*** Begin section ***

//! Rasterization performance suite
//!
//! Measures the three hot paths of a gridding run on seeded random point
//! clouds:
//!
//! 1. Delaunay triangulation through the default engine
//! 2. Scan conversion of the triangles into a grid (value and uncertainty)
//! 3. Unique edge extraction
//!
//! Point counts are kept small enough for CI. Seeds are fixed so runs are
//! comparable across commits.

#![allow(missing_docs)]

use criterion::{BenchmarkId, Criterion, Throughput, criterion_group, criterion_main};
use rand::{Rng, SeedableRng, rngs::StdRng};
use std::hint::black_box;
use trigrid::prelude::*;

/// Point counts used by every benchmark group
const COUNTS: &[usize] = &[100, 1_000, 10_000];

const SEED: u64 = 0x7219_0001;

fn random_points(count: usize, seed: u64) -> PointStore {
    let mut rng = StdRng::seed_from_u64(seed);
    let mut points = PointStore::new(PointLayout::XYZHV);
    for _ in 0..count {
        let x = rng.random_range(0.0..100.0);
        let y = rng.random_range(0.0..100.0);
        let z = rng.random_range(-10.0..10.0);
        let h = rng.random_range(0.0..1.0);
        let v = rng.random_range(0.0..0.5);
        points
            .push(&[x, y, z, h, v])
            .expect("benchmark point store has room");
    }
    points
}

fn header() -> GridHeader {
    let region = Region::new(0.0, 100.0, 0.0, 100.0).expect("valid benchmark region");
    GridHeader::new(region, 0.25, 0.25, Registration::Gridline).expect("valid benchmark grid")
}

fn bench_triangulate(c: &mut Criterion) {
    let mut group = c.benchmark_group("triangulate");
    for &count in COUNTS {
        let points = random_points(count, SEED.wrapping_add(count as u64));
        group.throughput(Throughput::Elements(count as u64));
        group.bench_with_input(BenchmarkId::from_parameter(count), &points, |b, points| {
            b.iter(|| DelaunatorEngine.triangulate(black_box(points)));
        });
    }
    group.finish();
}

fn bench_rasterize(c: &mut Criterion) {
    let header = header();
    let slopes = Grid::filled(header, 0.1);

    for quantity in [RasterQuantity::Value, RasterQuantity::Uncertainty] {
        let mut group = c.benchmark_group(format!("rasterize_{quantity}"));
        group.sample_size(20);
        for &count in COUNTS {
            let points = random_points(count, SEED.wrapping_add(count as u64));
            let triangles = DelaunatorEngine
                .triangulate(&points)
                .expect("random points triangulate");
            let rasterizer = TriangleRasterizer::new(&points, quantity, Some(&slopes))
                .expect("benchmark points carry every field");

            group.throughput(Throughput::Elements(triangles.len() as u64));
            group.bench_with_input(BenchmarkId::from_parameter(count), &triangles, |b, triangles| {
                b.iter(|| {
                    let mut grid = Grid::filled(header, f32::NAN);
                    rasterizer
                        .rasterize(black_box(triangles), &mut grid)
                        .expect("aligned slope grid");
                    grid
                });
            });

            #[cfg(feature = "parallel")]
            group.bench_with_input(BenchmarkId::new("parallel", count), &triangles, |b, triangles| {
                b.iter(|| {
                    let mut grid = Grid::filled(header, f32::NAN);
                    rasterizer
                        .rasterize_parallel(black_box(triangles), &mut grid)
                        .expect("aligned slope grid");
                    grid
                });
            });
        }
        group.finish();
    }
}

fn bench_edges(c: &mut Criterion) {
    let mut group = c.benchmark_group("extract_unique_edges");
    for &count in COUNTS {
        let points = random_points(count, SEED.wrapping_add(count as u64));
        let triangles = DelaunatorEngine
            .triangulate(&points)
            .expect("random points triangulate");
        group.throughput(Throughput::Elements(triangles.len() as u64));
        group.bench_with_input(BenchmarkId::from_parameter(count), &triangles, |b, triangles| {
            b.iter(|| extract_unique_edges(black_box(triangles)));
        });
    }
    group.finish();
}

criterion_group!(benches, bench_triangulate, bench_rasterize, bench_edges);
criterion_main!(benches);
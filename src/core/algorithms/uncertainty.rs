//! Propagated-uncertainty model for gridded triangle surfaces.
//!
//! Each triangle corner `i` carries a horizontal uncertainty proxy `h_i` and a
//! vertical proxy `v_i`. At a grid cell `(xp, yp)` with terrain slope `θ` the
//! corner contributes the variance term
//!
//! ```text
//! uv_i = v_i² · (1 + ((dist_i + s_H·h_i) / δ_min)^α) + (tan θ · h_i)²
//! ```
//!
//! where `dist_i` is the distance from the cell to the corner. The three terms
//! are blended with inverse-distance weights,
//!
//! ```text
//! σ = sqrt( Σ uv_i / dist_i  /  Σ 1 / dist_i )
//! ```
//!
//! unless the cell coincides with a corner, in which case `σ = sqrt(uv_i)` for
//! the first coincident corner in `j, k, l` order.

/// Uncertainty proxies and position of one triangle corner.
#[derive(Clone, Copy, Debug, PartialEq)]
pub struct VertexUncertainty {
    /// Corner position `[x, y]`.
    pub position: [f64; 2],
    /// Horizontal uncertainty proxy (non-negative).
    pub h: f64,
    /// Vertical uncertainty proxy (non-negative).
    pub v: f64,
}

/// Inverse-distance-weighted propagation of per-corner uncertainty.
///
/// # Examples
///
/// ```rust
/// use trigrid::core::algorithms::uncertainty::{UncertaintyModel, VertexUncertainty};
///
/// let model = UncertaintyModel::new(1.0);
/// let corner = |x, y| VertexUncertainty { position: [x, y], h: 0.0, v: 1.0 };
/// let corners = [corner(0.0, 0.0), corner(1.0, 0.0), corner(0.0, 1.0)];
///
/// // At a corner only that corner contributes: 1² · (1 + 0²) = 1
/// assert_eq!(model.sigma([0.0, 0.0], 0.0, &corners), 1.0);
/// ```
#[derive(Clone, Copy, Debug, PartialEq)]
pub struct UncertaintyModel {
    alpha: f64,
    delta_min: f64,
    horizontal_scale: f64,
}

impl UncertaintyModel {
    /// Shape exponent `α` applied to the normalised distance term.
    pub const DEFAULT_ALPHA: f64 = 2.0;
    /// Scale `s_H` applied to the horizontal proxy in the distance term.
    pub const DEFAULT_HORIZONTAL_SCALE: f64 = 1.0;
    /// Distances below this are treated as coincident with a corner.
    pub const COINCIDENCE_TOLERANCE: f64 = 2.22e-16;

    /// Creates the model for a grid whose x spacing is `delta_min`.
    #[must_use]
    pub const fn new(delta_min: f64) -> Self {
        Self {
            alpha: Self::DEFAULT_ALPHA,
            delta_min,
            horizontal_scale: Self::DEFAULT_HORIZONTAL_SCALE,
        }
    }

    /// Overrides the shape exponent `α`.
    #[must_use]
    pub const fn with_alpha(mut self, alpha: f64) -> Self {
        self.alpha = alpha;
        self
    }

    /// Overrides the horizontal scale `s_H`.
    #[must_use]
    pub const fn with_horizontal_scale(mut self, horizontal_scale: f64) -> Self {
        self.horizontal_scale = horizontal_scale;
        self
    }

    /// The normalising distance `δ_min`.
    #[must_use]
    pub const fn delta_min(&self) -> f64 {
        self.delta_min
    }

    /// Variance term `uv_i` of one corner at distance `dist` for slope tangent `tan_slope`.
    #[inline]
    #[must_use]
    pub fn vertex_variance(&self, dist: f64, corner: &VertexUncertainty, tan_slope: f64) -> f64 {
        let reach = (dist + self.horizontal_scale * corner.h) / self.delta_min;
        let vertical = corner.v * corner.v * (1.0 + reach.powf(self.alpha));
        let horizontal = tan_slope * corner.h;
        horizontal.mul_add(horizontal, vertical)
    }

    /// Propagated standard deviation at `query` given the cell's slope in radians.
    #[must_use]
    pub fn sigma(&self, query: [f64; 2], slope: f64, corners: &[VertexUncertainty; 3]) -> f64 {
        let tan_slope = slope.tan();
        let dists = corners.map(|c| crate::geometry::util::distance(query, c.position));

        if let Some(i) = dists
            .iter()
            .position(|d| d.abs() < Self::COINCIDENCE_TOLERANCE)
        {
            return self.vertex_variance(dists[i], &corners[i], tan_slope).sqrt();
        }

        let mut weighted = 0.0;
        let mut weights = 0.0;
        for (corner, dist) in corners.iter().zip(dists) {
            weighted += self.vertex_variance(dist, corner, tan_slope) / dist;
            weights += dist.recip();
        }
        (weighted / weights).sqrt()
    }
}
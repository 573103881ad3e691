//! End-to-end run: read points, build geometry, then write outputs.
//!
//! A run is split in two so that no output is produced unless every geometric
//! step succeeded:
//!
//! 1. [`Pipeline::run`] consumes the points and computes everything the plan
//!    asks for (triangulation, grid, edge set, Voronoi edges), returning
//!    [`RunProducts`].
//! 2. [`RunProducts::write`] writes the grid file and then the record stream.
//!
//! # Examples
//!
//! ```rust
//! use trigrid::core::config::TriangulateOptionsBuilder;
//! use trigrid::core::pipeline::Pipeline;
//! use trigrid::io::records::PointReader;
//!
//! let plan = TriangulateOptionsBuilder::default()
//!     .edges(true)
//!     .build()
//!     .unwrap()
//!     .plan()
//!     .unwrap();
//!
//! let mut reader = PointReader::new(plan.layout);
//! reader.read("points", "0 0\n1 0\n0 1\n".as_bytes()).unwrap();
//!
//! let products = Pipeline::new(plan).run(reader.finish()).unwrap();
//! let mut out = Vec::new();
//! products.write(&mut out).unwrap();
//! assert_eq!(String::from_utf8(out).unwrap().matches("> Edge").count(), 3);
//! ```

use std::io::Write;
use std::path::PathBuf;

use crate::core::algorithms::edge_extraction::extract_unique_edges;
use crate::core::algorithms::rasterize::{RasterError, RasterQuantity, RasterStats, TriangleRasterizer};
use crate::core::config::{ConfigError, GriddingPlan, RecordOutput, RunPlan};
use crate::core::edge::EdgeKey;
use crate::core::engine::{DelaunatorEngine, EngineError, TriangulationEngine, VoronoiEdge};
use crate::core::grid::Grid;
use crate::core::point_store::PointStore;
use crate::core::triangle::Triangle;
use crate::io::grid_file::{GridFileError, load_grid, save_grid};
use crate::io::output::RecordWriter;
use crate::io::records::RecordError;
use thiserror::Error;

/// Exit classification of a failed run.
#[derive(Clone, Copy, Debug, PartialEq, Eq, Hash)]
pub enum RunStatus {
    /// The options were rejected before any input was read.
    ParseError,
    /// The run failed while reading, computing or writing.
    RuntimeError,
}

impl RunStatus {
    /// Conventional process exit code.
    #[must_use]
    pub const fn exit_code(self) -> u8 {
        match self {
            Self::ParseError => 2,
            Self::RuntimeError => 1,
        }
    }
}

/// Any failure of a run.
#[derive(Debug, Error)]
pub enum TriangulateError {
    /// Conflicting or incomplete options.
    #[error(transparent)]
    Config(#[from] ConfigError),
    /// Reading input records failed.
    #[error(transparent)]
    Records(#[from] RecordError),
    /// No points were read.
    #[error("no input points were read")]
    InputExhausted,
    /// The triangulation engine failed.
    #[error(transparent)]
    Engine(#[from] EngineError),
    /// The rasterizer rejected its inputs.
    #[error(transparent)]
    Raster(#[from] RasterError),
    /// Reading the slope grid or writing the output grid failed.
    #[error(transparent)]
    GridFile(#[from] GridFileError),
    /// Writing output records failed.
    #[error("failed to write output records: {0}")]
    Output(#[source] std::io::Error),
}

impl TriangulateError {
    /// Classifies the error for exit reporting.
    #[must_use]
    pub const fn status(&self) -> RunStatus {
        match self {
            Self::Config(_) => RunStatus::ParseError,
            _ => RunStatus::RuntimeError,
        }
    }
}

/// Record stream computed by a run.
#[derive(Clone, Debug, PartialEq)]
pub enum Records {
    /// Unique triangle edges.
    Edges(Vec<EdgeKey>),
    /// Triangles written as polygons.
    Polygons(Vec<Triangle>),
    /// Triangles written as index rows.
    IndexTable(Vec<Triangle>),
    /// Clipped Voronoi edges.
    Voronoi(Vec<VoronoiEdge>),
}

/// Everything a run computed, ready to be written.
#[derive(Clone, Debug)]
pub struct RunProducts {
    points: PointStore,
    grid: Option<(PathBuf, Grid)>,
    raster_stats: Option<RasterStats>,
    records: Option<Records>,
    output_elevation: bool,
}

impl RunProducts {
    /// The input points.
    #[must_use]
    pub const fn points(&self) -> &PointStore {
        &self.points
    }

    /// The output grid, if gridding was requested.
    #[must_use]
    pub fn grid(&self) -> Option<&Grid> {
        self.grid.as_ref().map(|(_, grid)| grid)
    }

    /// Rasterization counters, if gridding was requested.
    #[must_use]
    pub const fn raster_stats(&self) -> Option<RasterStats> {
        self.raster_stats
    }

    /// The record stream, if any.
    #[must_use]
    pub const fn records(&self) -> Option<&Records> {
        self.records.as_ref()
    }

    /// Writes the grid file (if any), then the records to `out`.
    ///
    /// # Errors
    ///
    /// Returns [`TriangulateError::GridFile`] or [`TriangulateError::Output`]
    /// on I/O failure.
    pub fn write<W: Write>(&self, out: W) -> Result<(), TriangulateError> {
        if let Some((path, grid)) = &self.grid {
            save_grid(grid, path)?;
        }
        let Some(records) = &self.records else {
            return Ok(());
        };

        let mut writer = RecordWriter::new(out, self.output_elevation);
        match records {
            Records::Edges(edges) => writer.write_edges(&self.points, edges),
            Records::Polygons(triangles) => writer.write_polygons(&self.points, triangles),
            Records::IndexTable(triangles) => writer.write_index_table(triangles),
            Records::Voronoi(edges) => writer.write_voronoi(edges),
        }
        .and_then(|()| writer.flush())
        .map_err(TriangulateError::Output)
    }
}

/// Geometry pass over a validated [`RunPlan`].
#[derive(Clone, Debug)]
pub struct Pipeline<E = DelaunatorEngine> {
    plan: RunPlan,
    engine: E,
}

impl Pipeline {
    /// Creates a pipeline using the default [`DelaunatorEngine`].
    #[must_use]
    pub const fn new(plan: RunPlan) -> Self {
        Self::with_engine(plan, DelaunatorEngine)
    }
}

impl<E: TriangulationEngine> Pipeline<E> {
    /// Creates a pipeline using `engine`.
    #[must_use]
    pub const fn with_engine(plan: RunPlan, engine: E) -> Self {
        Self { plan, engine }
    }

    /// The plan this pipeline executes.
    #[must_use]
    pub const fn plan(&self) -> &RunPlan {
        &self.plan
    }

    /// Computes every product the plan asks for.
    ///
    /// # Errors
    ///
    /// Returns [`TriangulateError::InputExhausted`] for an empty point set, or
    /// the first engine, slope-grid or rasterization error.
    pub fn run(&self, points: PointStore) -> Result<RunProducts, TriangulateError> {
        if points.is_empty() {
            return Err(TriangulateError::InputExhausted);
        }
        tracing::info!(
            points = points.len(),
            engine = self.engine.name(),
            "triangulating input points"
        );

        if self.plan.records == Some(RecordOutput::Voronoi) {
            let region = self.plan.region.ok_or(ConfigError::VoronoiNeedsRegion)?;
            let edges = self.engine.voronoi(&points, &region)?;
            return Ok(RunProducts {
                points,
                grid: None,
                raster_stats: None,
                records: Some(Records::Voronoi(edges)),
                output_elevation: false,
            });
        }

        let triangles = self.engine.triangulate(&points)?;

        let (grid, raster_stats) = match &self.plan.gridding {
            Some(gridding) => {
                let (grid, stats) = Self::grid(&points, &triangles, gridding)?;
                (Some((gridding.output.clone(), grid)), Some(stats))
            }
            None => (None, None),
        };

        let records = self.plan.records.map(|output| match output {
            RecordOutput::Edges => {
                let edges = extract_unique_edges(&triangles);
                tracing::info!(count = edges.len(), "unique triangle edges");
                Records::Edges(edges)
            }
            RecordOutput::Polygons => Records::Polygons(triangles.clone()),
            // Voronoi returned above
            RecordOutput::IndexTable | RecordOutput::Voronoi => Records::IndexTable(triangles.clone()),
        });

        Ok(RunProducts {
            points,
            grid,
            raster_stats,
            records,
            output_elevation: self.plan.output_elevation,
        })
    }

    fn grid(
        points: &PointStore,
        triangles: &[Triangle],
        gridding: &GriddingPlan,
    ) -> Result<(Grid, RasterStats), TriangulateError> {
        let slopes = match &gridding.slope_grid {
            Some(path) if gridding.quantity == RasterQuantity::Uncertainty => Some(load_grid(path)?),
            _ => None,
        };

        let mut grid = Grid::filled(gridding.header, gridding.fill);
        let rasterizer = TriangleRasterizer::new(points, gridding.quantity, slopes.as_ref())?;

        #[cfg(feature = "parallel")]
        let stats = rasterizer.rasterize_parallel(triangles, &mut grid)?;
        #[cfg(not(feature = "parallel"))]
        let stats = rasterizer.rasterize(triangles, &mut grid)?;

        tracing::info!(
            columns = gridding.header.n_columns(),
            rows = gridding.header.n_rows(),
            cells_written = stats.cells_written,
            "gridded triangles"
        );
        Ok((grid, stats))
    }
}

*** End section ***
*** Begin section ***

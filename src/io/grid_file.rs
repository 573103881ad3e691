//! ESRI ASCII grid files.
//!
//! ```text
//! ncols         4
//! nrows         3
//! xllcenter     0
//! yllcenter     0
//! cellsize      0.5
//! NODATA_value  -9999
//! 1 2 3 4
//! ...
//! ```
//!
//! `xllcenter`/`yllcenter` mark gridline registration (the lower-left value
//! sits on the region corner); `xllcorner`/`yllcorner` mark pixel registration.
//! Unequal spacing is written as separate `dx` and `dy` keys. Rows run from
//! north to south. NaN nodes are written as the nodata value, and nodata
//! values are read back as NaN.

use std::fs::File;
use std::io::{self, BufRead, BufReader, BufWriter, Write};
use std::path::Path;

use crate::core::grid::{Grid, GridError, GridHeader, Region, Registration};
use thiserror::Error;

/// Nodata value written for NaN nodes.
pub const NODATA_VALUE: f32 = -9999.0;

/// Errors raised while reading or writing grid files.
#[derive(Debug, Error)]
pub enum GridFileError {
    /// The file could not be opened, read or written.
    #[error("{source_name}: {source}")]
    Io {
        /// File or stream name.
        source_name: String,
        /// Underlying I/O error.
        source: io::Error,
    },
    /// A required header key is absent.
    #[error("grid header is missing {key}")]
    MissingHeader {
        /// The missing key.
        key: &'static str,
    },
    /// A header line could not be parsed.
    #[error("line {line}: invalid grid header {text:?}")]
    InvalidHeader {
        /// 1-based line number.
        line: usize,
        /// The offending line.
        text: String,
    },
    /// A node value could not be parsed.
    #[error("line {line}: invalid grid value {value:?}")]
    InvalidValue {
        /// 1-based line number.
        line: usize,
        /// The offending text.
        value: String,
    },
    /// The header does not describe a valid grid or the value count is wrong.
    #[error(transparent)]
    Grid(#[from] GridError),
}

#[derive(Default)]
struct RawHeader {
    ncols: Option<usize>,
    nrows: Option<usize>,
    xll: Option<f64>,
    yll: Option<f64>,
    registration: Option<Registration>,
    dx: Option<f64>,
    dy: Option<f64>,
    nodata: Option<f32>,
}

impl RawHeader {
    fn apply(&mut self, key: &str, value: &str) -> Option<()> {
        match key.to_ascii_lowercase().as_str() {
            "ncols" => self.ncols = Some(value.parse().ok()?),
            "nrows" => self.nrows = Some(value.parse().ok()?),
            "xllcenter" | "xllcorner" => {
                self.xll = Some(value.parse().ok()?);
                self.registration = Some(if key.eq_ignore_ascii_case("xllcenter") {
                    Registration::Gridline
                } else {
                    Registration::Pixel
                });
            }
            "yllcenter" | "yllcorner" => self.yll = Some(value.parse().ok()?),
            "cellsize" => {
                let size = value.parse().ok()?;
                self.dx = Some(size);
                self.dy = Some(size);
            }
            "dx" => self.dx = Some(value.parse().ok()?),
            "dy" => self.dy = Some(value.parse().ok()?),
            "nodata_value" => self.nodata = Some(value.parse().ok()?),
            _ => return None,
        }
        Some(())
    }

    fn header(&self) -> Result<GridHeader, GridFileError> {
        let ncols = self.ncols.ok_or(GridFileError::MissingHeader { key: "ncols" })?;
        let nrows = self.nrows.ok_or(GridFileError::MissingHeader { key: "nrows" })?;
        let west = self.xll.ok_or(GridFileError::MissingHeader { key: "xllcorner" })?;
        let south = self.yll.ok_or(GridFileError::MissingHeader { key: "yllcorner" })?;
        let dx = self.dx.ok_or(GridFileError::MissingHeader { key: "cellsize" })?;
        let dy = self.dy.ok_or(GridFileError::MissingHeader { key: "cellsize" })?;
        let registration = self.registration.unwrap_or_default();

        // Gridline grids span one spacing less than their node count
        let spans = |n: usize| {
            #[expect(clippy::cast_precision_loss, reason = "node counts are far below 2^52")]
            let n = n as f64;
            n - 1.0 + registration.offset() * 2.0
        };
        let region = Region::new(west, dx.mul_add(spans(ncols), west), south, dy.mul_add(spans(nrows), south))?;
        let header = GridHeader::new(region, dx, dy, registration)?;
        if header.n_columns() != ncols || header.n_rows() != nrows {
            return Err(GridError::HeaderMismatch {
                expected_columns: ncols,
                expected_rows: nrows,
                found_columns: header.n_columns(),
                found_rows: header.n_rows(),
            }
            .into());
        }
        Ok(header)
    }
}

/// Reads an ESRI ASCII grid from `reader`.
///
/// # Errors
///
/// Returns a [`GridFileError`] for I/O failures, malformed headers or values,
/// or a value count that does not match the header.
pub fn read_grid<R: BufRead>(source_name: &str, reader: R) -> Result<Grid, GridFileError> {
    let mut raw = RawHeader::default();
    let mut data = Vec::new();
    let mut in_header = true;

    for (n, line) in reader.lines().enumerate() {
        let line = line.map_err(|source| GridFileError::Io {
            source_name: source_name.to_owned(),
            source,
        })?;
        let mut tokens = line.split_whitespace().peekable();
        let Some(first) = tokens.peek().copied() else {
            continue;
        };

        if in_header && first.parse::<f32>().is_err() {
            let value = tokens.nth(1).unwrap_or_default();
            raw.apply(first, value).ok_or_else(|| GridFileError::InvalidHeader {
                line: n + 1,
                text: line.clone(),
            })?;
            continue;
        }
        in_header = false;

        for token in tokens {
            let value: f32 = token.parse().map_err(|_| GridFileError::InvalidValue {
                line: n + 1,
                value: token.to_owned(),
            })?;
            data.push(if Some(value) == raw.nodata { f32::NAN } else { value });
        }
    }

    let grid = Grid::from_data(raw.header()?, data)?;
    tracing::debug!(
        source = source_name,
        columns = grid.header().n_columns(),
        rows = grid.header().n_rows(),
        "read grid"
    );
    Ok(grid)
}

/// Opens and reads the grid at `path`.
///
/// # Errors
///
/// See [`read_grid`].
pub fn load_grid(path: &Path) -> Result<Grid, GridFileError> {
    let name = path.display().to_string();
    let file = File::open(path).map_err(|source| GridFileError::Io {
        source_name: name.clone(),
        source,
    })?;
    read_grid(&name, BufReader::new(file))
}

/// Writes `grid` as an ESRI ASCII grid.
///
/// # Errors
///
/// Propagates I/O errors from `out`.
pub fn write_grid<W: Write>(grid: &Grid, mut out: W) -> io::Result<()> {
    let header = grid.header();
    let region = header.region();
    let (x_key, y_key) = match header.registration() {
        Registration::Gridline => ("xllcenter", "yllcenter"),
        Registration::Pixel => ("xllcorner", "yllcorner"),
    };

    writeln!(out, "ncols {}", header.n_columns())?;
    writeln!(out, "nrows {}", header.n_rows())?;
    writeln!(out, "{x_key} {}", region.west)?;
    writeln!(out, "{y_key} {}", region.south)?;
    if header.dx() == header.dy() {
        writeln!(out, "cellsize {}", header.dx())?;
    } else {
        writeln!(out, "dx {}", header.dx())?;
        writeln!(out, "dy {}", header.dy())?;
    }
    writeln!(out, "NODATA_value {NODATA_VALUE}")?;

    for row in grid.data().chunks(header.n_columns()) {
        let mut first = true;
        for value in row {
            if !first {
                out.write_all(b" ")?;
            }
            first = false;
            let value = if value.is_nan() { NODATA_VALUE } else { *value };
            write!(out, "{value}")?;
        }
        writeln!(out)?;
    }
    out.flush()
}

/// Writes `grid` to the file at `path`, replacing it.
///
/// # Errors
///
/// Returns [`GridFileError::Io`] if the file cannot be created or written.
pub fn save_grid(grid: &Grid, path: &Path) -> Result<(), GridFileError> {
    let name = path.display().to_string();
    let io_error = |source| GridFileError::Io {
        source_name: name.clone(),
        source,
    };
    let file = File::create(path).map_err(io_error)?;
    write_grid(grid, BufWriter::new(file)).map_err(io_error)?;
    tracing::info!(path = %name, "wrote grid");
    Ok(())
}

*** End section ***

> Task directions: From the records above, print exactly the lines that run from the line with "Rasterization performance suite" to the line with "let v = rng.random_range(0.0..0.5);", inclusive.

> Exercise output:
//! Rasterization performance suite
//!
//! Measures the three hot paths of a gridding run on seeded random point
//! clouds:
//!
//! 1. Delaunay triangulation through the default engine
//! 2. Scan conversion of the triangles into a grid (value and uncertainty)
//! 3. Unique edge extraction
//!
//! Point counts are kept small enough for CI. Seeds are fixed so runs are
//! comparable across commits.

#![allow(missing_docs)]

use criterion::{BenchmarkId, Criterion, Throughput, criterion_group, criterion_main};
use rand::{Rng, SeedableRng, rngs::StdRng};
use std::hint::black_box;
use trigrid::prelude::*;

/// Point counts used by every benchmark group
const COUNTS: &[usize] = &[100, 1_000, 10_000];

const SEED: u64 = 0x7219_0001;

fn random_points(count: usize, seed: u64) -> PointStore {
    let mut rng = StdRng::seed_from_u64(seed);
    let mut points = PointStore::new(PointLayout::XYZHV);
    for _ in 0..count {
        let x = rng.random_range(0.0..100.0);
        let y = rng.random_range(0.0..100.0);
        let z = rng.random_range(-10.0..10.0);
        let h = rng.random_range(0.0..1.0);
        let v = rng.random_range(0.0..0.5);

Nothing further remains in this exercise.